Die ältesten, bestimmbaren Gaben, Tongefäße deren Inhalt leider nichtmehr zu ermitteln war, stammen von ungefähr 400 vor derZeitwende. Die Blütezeit dieser älteren Funde reicht von 100 vor- bis 100 nach der Zeitwende. Viele der Tongefäße aus dieser Epoche enthielten Speisereste, auch wurden Reste von Tieropfern und Rinderhörnern gefunden, was auf eine überwiegend bäuerliche Bevölkerung schließen läßt. Ab 100 n.d.Zw. wurden dieseOpfergaben mehr und mehr durch metallene Gegenstände ersetzt, nur selten noch wurden Opfer nach den alten Gebräuchen verrichtet. Ringe aus reinem Gold wurden, wie durch andere Fundstellen bewiesen, noch bis ins sechste Jahrhundert hinein anstelle der Speise und Tieropfer von den Bauern dargebracht. Die weiteren Funde zeigen an, daß in dieser Zeit der sippenadelige, kriegerische Anteil der Bevölkerung zunahm. Es wurden hauptsächlich Waffen und Teile der Reiterausrüstung geopfert, auch römisches Einfuhr- und Beutegut sowie Münzen. 
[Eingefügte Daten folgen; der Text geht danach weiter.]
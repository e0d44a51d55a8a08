//! The logged-in scribe, kept in a small JSON file between runs.

use std::{
    fs,
    io::ErrorKind,
    path::{Path, PathBuf},
};

use serde::{Deserialize, Serialize};

use crate::{ANONYMOUS, ClientError};

pub const SESSION_FILE_NAME: &str = ".citadel_user.json";

#[derive(Serialize, Deserialize)]
struct StoredSession {
    username: String,
}

/// Read once at startup. Only [`Session::login`] and [`Session::logout`]
/// change it afterwards.
#[derive(Debug)]
pub struct Session {
    /// `None` when there is nowhere to keep the session.
    path: Option<PathBuf>,
    username: Option<String>,
}

impl Session {
    /// `$HOME/.citadel_user.json`
    pub fn default_path() -> Result<PathBuf, ClientError> {
        std::env::var_os("HOME")
            .filter(|home| !home.is_empty())
            .map(|home| PathBuf::from(home).join(SESSION_FILE_NAME))
            .ok_or(ClientError::NoHome)
    }

    /// A missing or unreadable session file means nobody is logged in.
    pub fn load(path: PathBuf) -> Self {
        let username = match fs::read_to_string(&path) {
            Ok(raw) => match serde_json::from_str::<StoredSession>(&raw) {
                Ok(stored) if !stored.username.trim().is_empty() => Some(stored.username),
                Ok(_) => None,
                Err(e) => {
                    tracing::warn!(path = %path.display(), "ignoring corrupt session file: {e}");
                    None
                }
            },
            Err(e) if e.kind() == ErrorKind::NotFound => None,
            Err(e) => {
                tracing::warn!(path = %path.display(), "could not read session file: {e}");
                None
            }
        };

        Session {
            path: Some(path),
            username,
        }
    }

    /// An anonymous session with no file behind it. Reading commands work as
    /// usual; logging in or out fails with [`ClientError::NoHome`].
    pub fn detached() -> Self {
        Session {
            path: None,
            username: None,
        }
    }

    pub fn path(&self) -> Option<&Path> {
        self.path.as_deref()
    }

    pub fn username(&self) -> Option<&str> {
        self.username.as_deref()
    }

    /// The name mutating requests are made under.
    pub fn identity(&self) -> &str {
        self.username().unwrap_or(ANONYMOUS)
    }

    pub fn login(&mut self, username: &str) -> Result<(), ClientError> {
        let path = self.path.as_ref().ok_or(ClientError::NoHome)?;
        let raw = serde_json::to_string(&StoredSession {
            username: username.to_string(),
        })?;

        fs::write(path, raw).map_err(|source| ClientError::Session {
            path: path.clone(),
            source,
        })?;

        self.username = Some(username.to_string());
        Ok(())
    }

    pub fn logout(&mut self) -> Result<(), ClientError> {
        let path = self.path.as_ref().ok_or(ClientError::NoHome)?;
        match fs::remove_file(path) {
            Ok(()) => {}
            Err(e) if e.kind() == ErrorKind::NotFound => {}
            Err(source) => {
                return Err(ClientError::Session {
                    path: path.clone(),
                    source,
                });
            }
        }

        self.username = None;
        Ok(())
    }
}

#[cfg(test)]
mod test {
    use tempfile::tempdir;

    use super::*;

    #[test]
    fn test_missing_file_is_anonymous() {
        let dir = tempdir().unwrap();
        let session = Session::load(dir.path().join(SESSION_FILE_NAME));

        assert_eq!(session.username(), None);
        assert_eq!(session.identity(), ANONYMOUS);
    }

    #[test]
    fn test_login_survives_reload() {
        let dir = tempdir().unwrap();
        let path = dir.path().join(SESSION_FILE_NAME);

        let mut session = Session::load(path.clone());
        session.login("arya").unwrap();
        assert_eq!(session.identity(), "arya");

        let reloaded = Session::load(path.clone());
        assert_eq!(reloaded.username(), Some("arya"));
        assert_eq!(
            fs::read_to_string(&path).unwrap(),
            r#"{"username":"arya"}"#
        );
    }

    #[test]
    fn test_logout_removes_file() {
        let dir = tempdir().unwrap();
        let path = dir.path().join(SESSION_FILE_NAME);

        let mut session = Session::load(path.clone());
        session.login("arya").unwrap();
        session.logout().unwrap();

        assert!(!path.exists());
        assert_eq!(session.identity(), ANONYMOUS);

        // logging out twice is fine
        session.logout().unwrap();
    }

    #[test]
    fn test_corrupt_file_is_anonymous() {
        let dir = tempdir().unwrap();
        let path = dir.path().join(SESSION_FILE_NAME);
        fs::write(&path, "{not json").unwrap();

        assert_eq!(Session::load(path).identity(), ANONYMOUS);
    }

    #[test]
    fn test_blank_username_is_anonymous() {
        let dir = tempdir().unwrap();
        let path = dir.path().join(SESSION_FILE_NAME);
        fs::write(&path, r#"{"username":"  "}"#).unwrap();

        assert_eq!(Session::load(path).username(), None);
    }

    #[test]
    fn test_login_into_missing_directory_fails() {
        let dir = tempdir().unwrap();
        let mut session = Session::load(dir.path().join("nope").join(SESSION_FILE_NAME));

        assert!(matches!(
            session.login("arya"),
            Err(ClientError::Session { .. })
        ));
        assert_eq!(session.username(), None);
    }

    #[test]
    fn test_detached_session_reads_but_cannot_log_in() {
        let mut session = Session::detached();

        assert_eq!(session.path(), None);
        assert_eq!(session.identity(), ANONYMOUS);
        assert!(matches!(session.login("arya"), Err(ClientError::NoHome)));
        assert!(matches!(session.logout(), Err(ClientError::NoHome)));
        assert_eq!(session.username(), None);
    }
}
use axum::{
    Router,
    routing::{get, post},
};

use crate::App;

use super::{create, delete, get as read, patch, vote};

pub fn route() -> Router<App> {
    Router::<App>::new()
        .route("/posts", get(read::list_posts).post(create::create_post))
        .route(
            "/posts/{id}",
            get(read::get_post)
                .put(patch::patch_post)
                .delete(delete::delete_post),
        )
        .route("/posts/{id}/vote", post(vote::vote_post))
        .route(
            "/posts/{id}/comments",
            post(crate::comments::create::create_comment),
        )
}
use axum::{
    extract::{FromRequest, Request, rejection::JsonRejection},
    http::StatusCode,
};
use serde::Serialize;

use crate::error::AppError;

/// Body of responses that only acknowledge an action.
#[derive(Serialize, Debug)]
pub struct Message {
    pub message: &'static str,
}

// We define our own `Json` extractor that customizes the error from `axum::Json`
pub struct Json<T>(pub T);

impl<S, T> FromRequest<S> for Json<T>
where
    axum::Json<T>: FromRequest<S, Rejection = JsonRejection>,
    S: Send + Sync,
{
    type Rejection = AppError;

    async fn from_request(req: Request, state: &S) -> Result<Self, Self::Rejection> {
        match axum::Json::<T>::from_request(req, state).await {
            Ok(value) => Ok(Self(value.0)),
            // convert the error from `axum::Json` into whatever we want
            Err(rejection) => Err((rejection.body_text(), StatusCode::BAD_REQUEST).into()),
        }
    }
}

#[cfg(test)]
mod test {
    use axum::{body::Body, http::header::CONTENT_TYPE, response::IntoResponse};
    use serde::Deserialize;

    use super::*;

    #[derive(Deserialize, Debug)]
    struct MarkInput {
        content: String,
    }

    fn request(body: &'static str) -> Request {
        Request::builder()
            .method("POST")
            .uri("/")
            .header(CONTENT_TYPE, "application/json")
            .body(Body::from(body))
            .unwrap()
    }

    #[tokio::test]
    async fn test_valid_body_is_extracted() {
        let Json(body) = Json::<MarkInput>::from_request(request(r#"{"content":"hi"}"#), &())
            .await
            .unwrap();
        assert_eq!(body.content, "hi");
    }

    #[tokio::test]
    async fn test_missing_field_is_bad_request() {
        let rejection = Json::<MarkInput>::from_request(request("{}"), &())
            .await
            .err()
            .unwrap();
        assert_eq!(rejection.into_response().status(), StatusCode::BAD_REQUEST);
    }

    #[tokio::test]
    async fn test_malformed_body_is_bad_request() {
        let rejection = Json::<MarkInput>::from_request(request("{not json"), &())
            .await
            .err()
            .unwrap();
        assert_eq!(rejection.into_response().status(), StatusCode::BAD_REQUEST);
    }
}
Einige der römischen Stücke sind nach germanischem Zeitgeschmack umgearbeitet (ein römischer Reiterhelm wurde zum leichten Prunkhelm umgestaltet, zwei runde Schmuckplatten des römischen Meisters Saciro aus Köln mit aufgenieteten Tierfiguren und Tierfriesen bereichert) Aus dieser Zeit stammen auch einige prachtvolle Schmuckstücke ganz aus Gold. Am Ende des dritten Jahrhunderts nehmen die Opfergaben ab, bis sie schließlich ganz aufhören. Leider sind die meisten Stücke vor dem Opfer beschädigt worden; Warum ist ungewiß, jedoch vermutet man, daß dies geschah um die Opfergaben für Diebe unbrauchbar zu machen. Dem Namen des Moores und den dort gefundenen Gaben nach war der Hauptgott des Kultplatzes Donar/Thor, doch auch Gaben an die Götter Tyr/Ziu, Ullr und Frey/Fro sind dort nachgewiesen. Süderbrarup gibt uns Aufschluß über viele Lebensbereiche unserer Vorfahren. Die erhalten gebliebenen Kleidungsstücke (Hosen, Kittel und Mäntel) geben uns ein vollständiges Bild der Männertracht aus dieser Zeit. Die Materialien zeigen die Fortschritte in Spinn-, Web- und Färbeverfahren. Die meisten Stücke sind aus Schafwolle, was uns zeigt, daß Schafzucht eine der wichtigsten bäuerlichen Einnahmequellen gewesen sein muß. Gefundene Eggen, Harken und Karrenräder geben uns nicht nur Aufschluß über das Bauernleben, sondern beweisen auch die handwerkliche Geschicklichkeit der Germanen. Rinderhörner, Sattel- und Riemenzeug sagen uns, daß neben der Schafzucht auch Rinder- und Pferdezucht eine bedeutende Rolle spielten. Die Waffen und Schmuckstücke zeugen von hervorragender Schmiede und Goldschmiedekunst. Auf den Waffen aus dem Thorsmoor fand man auch die ältesten noch vorhandenen Runenritzungen. Insgesammt gesehen gibt uns dieser Fund ein sehr anschauliches und eindrucksvolles Bild über das tägliche Leben unserer Vorfahren.